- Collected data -
⁂

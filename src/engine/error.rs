// ==========================================
// 年度产能分析 - 引擎错误类型
// ==========================================

use thiserror::Error;

#[derive(Error, Debug, Clone, PartialEq)]
pub enum EngineError {
    #[error("效率系数无效: {0}（必须在 (0, 1] 区间内）")]
    InvalidEfficiency(f64),

    #[error("未知年度: {0}")]
    UnknownYear(String),

    #[error("可用产能无效: {0}（必须为正数）")]
    InvalidCapacity(f64),
}

pub type EngineResult<T> = Result<T, EngineError>;

/// 校验效率系数 e ∈ (0, 1]
pub(crate) fn check_efficiency(efficiency: f64) -> EngineResult<()> {
    if efficiency.is_finite() && efficiency > 0.0 && efficiency <= 1.0 {
        Ok(())
    } else {
        Err(EngineError::InvalidEfficiency(efficiency))
    }
}

/// 校验可用产能 > 0
pub(crate) fn check_capacity(available_minutes: f64) -> EngineResult<()> {
    if available_minutes.is_finite() && available_minutes > 0.0 {
        Ok(())
    } else {
        Err(EngineError::InvalidCapacity(available_minutes))
    }
}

⁂

- Your assignment -
May I have all of the records repeated exactly?

- Answer to the problem -
filename src/engine/error.rs
// ==========================================
// 年度产能分析 - 引擎错误类型
// ==========================================

use thiserror::Error;

#[derive(Error, Debug, Clone, PartialEq)]
pub enum EngineError {
    #[error("效率系数无效: {0}（必须在 (0, 1] 区间内）")]
    InvalidEfficiency(f64),

    #[error("未知年度: {0}")]
    UnknownYear(String),

    #[error("可用产能无效: {0}（必须为正数）")]
    InvalidCapacity(f64),
}

pub type EngineResult<T> = Result<T, EngineError>;

/// 校验效率系数 e ∈ (0, 1]
pub(crate) fn check_efficiency(efficiency: f64) -> EngineResult<()> {
    if efficiency.is_finite() && efficiency > 0.0 && efficiency <= 1.0 {
        Ok(())
    } else {
        Err(EngineError::InvalidEfficiency(efficiency))
    }
}

/// 校验可用产能 > 0
pub(crate) fn check_capacity(available_minutes: f64) -> EngineResult<()> {
    if available_minutes.is_finite() && available_minutes > 0.0 {
        Ok(())
    } else {
        Err(EngineError::InvalidCapacity(available_minutes))
    }
}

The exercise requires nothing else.